The region also includes most of Texas and North Florida, and extends east to include most of Virginia outside of Northern Virginia. In addition, the Bible Belt covers Missouri south of the Missouri River (i.e. the Ozarks), as well as Southern Indiana and Southern Ohio along the Ohio River.

On the other hand, areas in the South which are not considered part of the Bible Belt include heavily Catholic Southern Louisiana, religiously diverse Central and South Florida, overwhelmingly Hispanic South Texas and Trans-Pecos, and Northern Virginia in the Washington metropolitan area. A 1978 study by Charles Heatwole identified the Bible Belt as the region dominated by 24 fundamentalist Protestant denominations, (including Baptist and Methodist denominations), corresponding to essentially the same area mapped by Zelinsky.

According to Stephen W. Tweedie, an Associate Professor Emeritus in the Department of Geography at Oklahoma State University, the Bible Belt was viewed in terms of numerical concentration of the audience for religious television when he first published his research in 1995. He finds two belts: one more eastern that stretches from North Florida through Georgia, Alabama, Tennessee, Kentucky, Southside Virginia, and the Carolinas; and another concentrated in Texas (excluding El Paso and South Texas), Arkansas, Louisiana, (excluding New Orleans and Acadiana), Oklahoma, Missouri (excluding Kansas City and St. Louis), and Mississippi. "[H]is research also broke the Bible Belt into two core regions, a western region and an eastern region." Tweedie's western Bible Belt was focused on a core that extended from Little Rock, Arkansas, to Tulsa, Oklahoma. His eastern Bible Belt was focused on a core that included the major population centers of Alabama, Georgia, and Tennessee.

A study by the Pew Research Center in 2016 found that the ten most religious states were Alabama, Mississippi, Tennessee, Louisiana, Arkansas, South Carolina, West Virginia, Georgia, Oklahoma and North Carolina. A 2014 study by the Pew Research Center found that the states with the highest belief in the Bible as the literal word of God were Mississippi (56%), Alabama (51%), South Carolina (49%), West Virginia (47%), Tennessee (46%), Arkansas (45%), Louisiana (44%), Georgia (41%), Kentucky (41%), and Texas (39%).

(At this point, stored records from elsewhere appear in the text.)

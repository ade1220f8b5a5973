//! Tag normalization and the note tag invariant.
//!
//! A note's tags are lowercase single words of ASCII letters and digits,
//! de-duplicated, and at most [`MAX_TAGS`] long. Every path that writes tags
//! goes through [`clean_tags`].

use crate::defaults::{MAX_TAGS, TAG_MAX_LEN, TAG_MIN_LEN};
use crate::tokenizer::words;

/// Normalize one candidate tag, or reject it.
///
/// Surrounding punctuation (`#tag`, `"tag"`, `tag.`) is stripped and the rest
/// lowercased; anything left that is not ASCII alphanumeric, or falls outside
/// the length bounds, is rejected. Accepted tags normalize to themselves.
pub fn normalize_tag(raw: &str) -> Option<String> {
    let tag = raw
        .trim()
        .trim_matches(|c: char| !c.is_alphanumeric())
        .to_lowercase();
    if tag.is_empty() || !tag.chars().all(|c| c.is_ascii_alphanumeric()) {
        return None;
    }
    if !(TAG_MIN_LEN..=TAG_MAX_LEN).contains(&tag.len()) {
        return None;
    }
    Some(tag)
}

/// Enforce the tag invariant on an arbitrary list: inner whitespace removed,
/// each entry normalized, duplicates dropped keeping first-seen order,
/// truncated to [`MAX_TAGS`].
pub fn clean_tags<I, S>(tags: I) -> Vec<String>
where
    I: IntoIterator<Item = S>,
    S: AsRef<str>,
{
    let mut cleaned: Vec<String> = Vec::with_capacity(MAX_TAGS);
    for raw in tags {
        if cleaned.len() == MAX_TAGS {
            break;
        }
        let joined: String = raw.as_ref().split_whitespace().collect();
        if let Some(tag) = normalize_tag(&joined) {
            if !cleaned.contains(&tag) {
                cleaned.push(tag);
            }
        }
    }
    cleaned
}

/// True when `tags` is non-empty and already satisfies the tag invariant.
pub fn is_well_formed(tags: &[String]) -> bool {
    !tags.is_empty() && clean_tags(tags) == tags
}

/// Distinct title words usable as tags, in title order, at most [`MAX_TAGS`].
pub fn title_tokens(title: &str) -> Vec<String> {
    clean_tags(words(title))
}

/// Parse a comma-joined tag column.
pub fn split_tags(raw: &str) -> Vec<String> {
    raw.split(',')
        .map(str::trim)
        .filter(|t| !t.is_empty())
        .map(str::to_string)
        .collect()
}

/// Serialize tags for a comma-joined tag column, enforcing the invariant.
pub fn serialize_tags<S: AsRef<str>>(tags: &[S]) -> String {
    clean_tags(tags.iter().map(AsRef::as_ref)).join(",")
}

#[cfg(test)]
mod tests {
    use super::*;

    #[test]
    fn test_normalize_tag_strips_punctuation() {
        assert_eq!(normalize_tag("#Groceries"), Some("groceries".to_string()));
        assert_eq!(normalize_tag("\"travel\"."), Some("travel".to_string()));
        assert_eq!(normalize_tag("  Work  "), Some("work".to_string()));
    }

    #[test]
    fn test_normalize_tag_rejects_non_words() {
        assert_eq!(normalize_tag("to-do"), None);
        assert_eq!(normalize_tag("a/b"), None);
        assert_eq!(normalize_tag("ok"), None);
        assert_eq!(normalize_tag(&"x".repeat(TAG_MAX_LEN + 1)), None);
        assert_eq!(normalize_tag("!!!"), None);
        assert_eq!(normalize_tag("café"), None);
        assert_eq!(normalize_tag("İstanbul"), None);
    }

    #[test]
    fn test_clean_tags_is_idempotent() {
        let inputs: [&[&str]; 3] = [
            &["İstanbul", "café", "Paris"],
            &["#Work", "WORK", "q3 planning", "Roadmap;", "ÉCOLE", "ok", "notes"],
            &["Straße", "naïve", "résumé", "MIXEDcase", "x2y"],
        ];
        for input in inputs {
            let once = clean_tags(input);
            assert_eq!(clean_tags(&once), once);
            assert!(once.is_empty() || is_well_formed(&once));
        }
        assert_eq!(clean_tags(["İstanbul", "café", "Paris"]), vec!["paris"]);
    }

    #[test]
    fn test_clean_tags_invariants() {
        let tags = clean_tags([
            "Alpha", "beta", "ALPHA", "gamma", "de lta", "epsilon", "zeta", "eta",
        ]);
        assert_eq!(tags, vec!["alpha", "beta", "gamma", "delta", "epsilon"]);
        assert!(tags.len() <= MAX_TAGS);
        assert!(tags.iter().all(|t| t.chars().all(|c| !c.is_uppercase())));
    }

    #[test]
    fn test_is_well_formed() {
        assert!(is_well_formed(&["work".to_string(), "plans".to_string()]));
        assert!(!is_well_formed(&[]));
        assert!(!is_well_formed(&["Work".to_string()]));
        assert!(!is_well_formed(&["work".to_string(), "work".to_string()]));
        let six: Vec<String> = ["aaa", "bbb", "ccc", "ddd", "eee", "fff"]
            .iter()
            .map(|s| s.to_string())
            .collect();
        assert!(!is_well_formed(&six));
    }

    #[test]
    fn test_title_tokens() {
        assert_eq!(
            title_tokens("Q3 Planning: the Roadmap roadmap"),
            vec!["planning", "the", "roadmap"]
        );
        assert!(title_tokens("").is_empty());
    }

    #[test]
    fn test_tag_column_format() {
        assert_eq!(split_tags("work, plans,,ideas "), vec!["work", "plans", "ideas"]);
        assert!(split_tags("").is_empty());
        assert_eq!(serialize_tags(&["Work", "work", "to do"]), "work,todo");
    }
}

The Bible belt roughly coincides with the Diabetes belt, the
 Teenage Pregnancy belt and the Obesity belt.

====By state====

Percentage of respondents in the USA stating that religion is "Very important" or "Somewhat important" in their lives, 2014

Proportion of Evangelical Protestants per state in the American South
| State | Baptist | Pentecostal | Restorationist | Presbyterian | Other | Total |  | Share indicating religion is "Very Important" |
| Alabama | 24% | 3% | 1% | 1% | 14% | 43% |  | 77% |
| Arkansas | 23% | 6% | 3% | 1% | 17% | 50% | 70% |
| Delaware | 4% | 3% | 1% | 1% | 10% | 19% | 46% |
| Washington, D.C. | 3% | 1% | 1% | 2% | 7% | 14% | 50% |
| Florida | 7% | 2% | 1% | 1% | 11% | 22% | 53% |
| Georgia | 17% | 3% | 1% | 1% | 11% | 33% | 64% |
| Kentucky | 22% | 8% | 3% | 1% | 12% | 46% | 63% |
| Louisiana | 15% | 4% | 3% | 1% | 10% | 33% | 71% |
| Maryland | 4% | 2% | 1% | 1% | 7% | 15% | 50% |
| Mississippi | 29% | 2% | 2% | 1% | 8% | 42% | 74% |
| Missouri | 11% | 2% | 2% | 1% | 15% | 31% | 56% |
| North Carolina | 19% | 3% | 1% | 1% | 11% | 35% | 62% |
| Oklahoma | 19% | 8% | 4% | 1% | 15% | 47% | 64% |
| South Carolina | 21% | 2% | 1% | 2% | 13% | 39% | 69% |
| Tennessee | 24% | 3% | 4% | 1% | 13% | 45% | 71% |
| Texas | 10% | 4% | 2% | 1% | 10% | 27% | 63% |
| Virginia | 11% | 3% | 1% | 1% | 9% | 25% | 60% |
| West Virginia | 17% | 6% | 2% | 1% | 11% | 37% | 64% |

====Other Bible Belts in the United States====
In addition to the South, there is a smaller Bible Belt in West Michigan, centered on the heavily Dutch-influenced cities of Holland and Grand Rapids. Christian colleges in that region include Calvin University, Hope College, Cornerstone University, Grace Christian University, and Kuyper College. Much like the South, West Michigan is generally fiscally and socially conservative.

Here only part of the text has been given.